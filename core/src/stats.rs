use chrono::{DateTime, Utc};
use serde::{Deserialize, Serialize};

use crate::StudyWord;

#[derive(Debug, Clone, Default, Serialize, Deserialize, PartialEq, Eq)]
pub struct CourseStats {
    pub total: usize,
    pub learned: usize,
    pub difficult: usize,
    pub due: usize,
    pub accuracy_percent: u32,
    pub progress_percent: u32,
}

fn percent(part: u64, whole: u64) -> u32 {
    if whole == 0 {
        return 0;
    }
    ((part as f64 / whole as f64) * 100.0).round() as u32
}

/// Summarises a set of words. Accuracy is estimated from the current streak
/// against lifetime errors, counting only words that have been answered.
pub fn course_stats(words: &[StudyWord], now: DateTime<Utc>) -> CourseStats {
    let mut stats = CourseStats {
        total: words.len(),
        ..CourseStats::default()
    };
    let mut streaks = 0u64;
    let mut answered = 0u64;
    for entry in words {
        let state = &entry.state;
        if state.is_learned {
            stats.learned += 1;
        }
        if state.is_difficult {
            stats.difficult += 1;
        }
        if state.is_due(now) {
            stats.due += 1;
        }
        let correct = u64::from(state.consecutive_correct);
        let errors = u64::from(state.error_count);
        if correct > 0 || errors > 0 {
            streaks += correct;
            answered += correct + errors;
        }
    }
    stats.accuracy_percent = percent(streaks, answered);
    stats.progress_percent = percent(stats.learned as u64, stats.total as u64);
    stats
}

#[derive(Debug, Clone, Copy, Serialize, Deserialize, PartialEq, Eq)]
pub enum PerformanceTier {
    Perfect,
    Strong,
    Fair,
    NeedsWork,
}

/// Running count of answers given in one session.
#[derive(Debug, Clone, Copy, Default, Serialize, Deserialize, PartialEq, Eq)]
pub struct SessionTally {
    pub answered: u32,
    pub correct: u32,
}

impl SessionTally {
    pub fn record(&mut self, correct: bool) {
        self.answered += 1;
        if correct {
            self.correct += 1;
        }
    }

    pub fn incorrect(&self) -> u32 {
        self.answered - self.correct
    }

    pub fn accuracy_percent(&self) -> u32 {
        percent(self.correct.into(), self.answered.into())
    }

    pub fn tier(&self) -> PerformanceTier {
        let correct = f64::from(self.correct);
        let answered = f64::from(self.answered);
        if self.answered > 0 && self.correct == self.answered {
            PerformanceTier::Perfect
        } else if correct > answered * 0.8 {
            PerformanceTier::Strong
        } else if correct > answered * 0.6 {
            PerformanceTier::Fair
        } else {
            PerformanceTier::NeedsWork
        }
    }
}

#[cfg(test)]
mod tests {
    use super::*;
    use crate::{LearningState, Word};
    use chrono::Duration;
    use uuid::Uuid;

    fn entry(state: LearningState) -> StudyWord {
        StudyWord {
            word: Word {
                id: Uuid::new_v4(),
                course_id: Uuid::nil(),
                word: "字".to_string(),
                pinyin: "zì".to_string(),
                definition: "character".to_string(),
                example: None,
                audio_ref: None,
            },
            state,
        }
    }

    #[test]
    fn stats_count_each_pool() {
        let now = Utc::now();
        let words = vec![
            entry(LearningState::default()),
            entry(LearningState {
                is_learned: true,
                consecutive_correct: 6,
                error_count: 2,
                next_due_at: Some(now - Duration::hours(1)),
                ..LearningState::default()
            }),
            entry(LearningState {
                is_difficult: true,
                consecutive_correct: 0,
                error_count: 4,
                ..LearningState::default()
            }),
        ];
        let stats = course_stats(&words, now);
        assert_eq!(stats.total, 3);
        assert_eq!(stats.learned, 1);
        assert_eq!(stats.difficult, 1);
        assert_eq!(stats.due, 1);
        assert_eq!(stats.accuracy_percent, 50);
        assert_eq!(stats.progress_percent, 33);
    }

    #[test]
    fn empty_set_has_zero_percentages() {
        let stats = course_stats(&[], Utc::now());
        assert_eq!(stats, CourseStats::default());
    }

    #[test]
    fn tally_tiers() {
        let tally = |answered, correct| SessionTally { answered, correct };
        assert_eq!(tally(5, 5).tier(), PerformanceTier::Perfect);
        assert_eq!(tally(10, 9).tier(), PerformanceTier::Strong);
        assert_eq!(tally(10, 8).tier(), PerformanceTier::Fair);
        assert_eq!(tally(10, 6).tier(), PerformanceTier::NeedsWork);
        assert_eq!(tally(0, 0).tier(), PerformanceTier::NeedsWork);
        assert_eq!(tally(4, 3).incorrect(), 1);
        assert_eq!(tally(4, 3).accuracy_percent(), 75);
    }
}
^^^^^^^^^^^^^^^^
■ Directions: Retype the listing above in full, exactly as it stands.

■ Solution for this task:
filename core/src/stats.rs
use chrono::{DateTime, Utc};
use serde::{Deserialize, Serialize};

use crate::StudyWord;

#[derive(Debug, Clone, Default, Serialize, Deserialize, PartialEq, Eq)]
pub struct CourseStats {
    pub total: usize,
    pub learned: usize,
    pub difficult: usize,
    pub due: usize,
    pub accuracy_percent: u32,
    pub progress_percent: u32,
}

fn percent(part: u64, whole: u64) -> u32 {
    if whole == 0 {
        return 0;
    }
    ((part as f64 / whole as f64) * 100.0).round() as u32
}

/// Summarises a set of words. Accuracy is estimated from the current streak
/// against lifetime errors, counting only words that have been answered.
pub fn course_stats(words: &[StudyWord], now: DateTime<Utc>) -> CourseStats {
    let mut stats = CourseStats {
        total: words.len(),
        ..CourseStats::default()
    };
    let mut streaks = 0u64;
    let mut answered = 0u64;
    for entry in words {
        let state = &entry.state;
        if state.is_learned {
            stats.learned += 1;
        }
        if state.is_difficult {
            stats.difficult += 1;
        }
        if state.is_due(now) {
            stats.due += 1;
        }
        let correct = u64::from(state.consecutive_correct);
        let errors = u64::from(state.error_count);
        if correct > 0 || errors > 0 {
            streaks += correct;
            answered += correct + errors;
        }
    }
    stats.accuracy_percent = percent(streaks, answered);
    stats.progress_percent = percent(stats.learned as u64, stats.total as u64);
    stats
}

#[derive(Debug, Clone, Copy, Serialize, Deserialize, PartialEq, Eq)]
pub enum PerformanceTier {
    Perfect,
    Strong,
    Fair,
    NeedsWork,
}

/// Running count of answers given in one session.
#[derive(Debug, Clone, Copy, Default, Serialize, Deserialize, PartialEq, Eq)]
pub struct SessionTally {
    pub answered: u32,
    pub correct: u32,
}

impl SessionTally {
    pub fn record(&mut self, correct: bool) {
        self.answered += 1;
        if correct {
            self.correct += 1;
        }
    }

    pub fn incorrect(&self) -> u32 {
        self.answered - self.correct
    }

    pub fn accuracy_percent(&self) -> u32 {
        percent(self.correct.into(), self.answered.into())
    }

    pub fn tier(&self) -> PerformanceTier {
        let correct = f64::from(self.correct);
        let answered = f64::from(self.answered);
        if self.answered > 0 && self.correct == self.answered {
            PerformanceTier::Perfect
        } else if correct > answered * 0.8 {
            PerformanceTier::Strong
        } else if correct > answered * 0.6 {
            PerformanceTier::Fair
        } else {
            PerformanceTier::NeedsWork
        }
    }
}

#[cfg(test)]
mod tests {
    use super::*;
    use crate::{LearningState, Word};
    use chrono::Duration;
    use uuid::Uuid;

    fn entry(state: LearningState) -> StudyWord {
        StudyWord {
            word: Word {
                id: Uuid::new_v4(),
                course_id: Uuid::nil(),
                word: "字".to_string(),
                pinyin: "zì".to_string(),
                definition: "character".to_string(),
                example: None,
                audio_ref: None,
            },
            state,
        }
    }

    #[test]
    fn stats_count_each_pool() {
        let now = Utc::now();
        let words = vec![
            entry(LearningState::default()),
            entry(LearningState {
                is_learned: true,
                consecutive_correct: 6,
                error_count: 2,
                next_due_at: Some(now - Duration::hours(1)),
                ..LearningState::default()
            }),
            entry(LearningState {
                is_difficult: true,
                consecutive_correct: 0,
                error_count: 4,
                ..LearningState::default()
            }),
        ];
        let stats = course_stats(&words, now);
        assert_eq!(stats.total, 3);
        assert_eq!(stats.learned, 1);
        assert_eq!(stats.difficult, 1);
        assert_eq!(stats.due, 1);
        assert_eq!(stats.accuracy_percent, 50);
        assert_eq!(stats.progress_percent, 33);
    }

    #[test]
    fn empty_set_has_zero_percentages() {
        let stats = course_stats(&[], Utc::now());
        assert_eq!(stats, CourseStats::default());
    }

    #[test]
    fn tally_tiers() {
        let tally = |answered, correct| SessionTally { answered, correct };
        assert_eq!(tally(5, 5).tier(), PerformanceTier::Perfect);
        assert_eq!(tally(10, 9).tier(), PerformanceTier::Strong);
        assert_eq!(tally(10, 8).tier(), PerformanceTier::Fair);
        assert_eq!(tally(10, 6).tier(), PerformanceTier::NeedsWork);
        assert_eq!(tally(0, 0).tier(), PerformanceTier::NeedsWork);
        assert_eq!(tally(4, 3).incorrect(), 1);
        assert_eq!(tally(4, 3).accuracy_percent(), 75);
    }
}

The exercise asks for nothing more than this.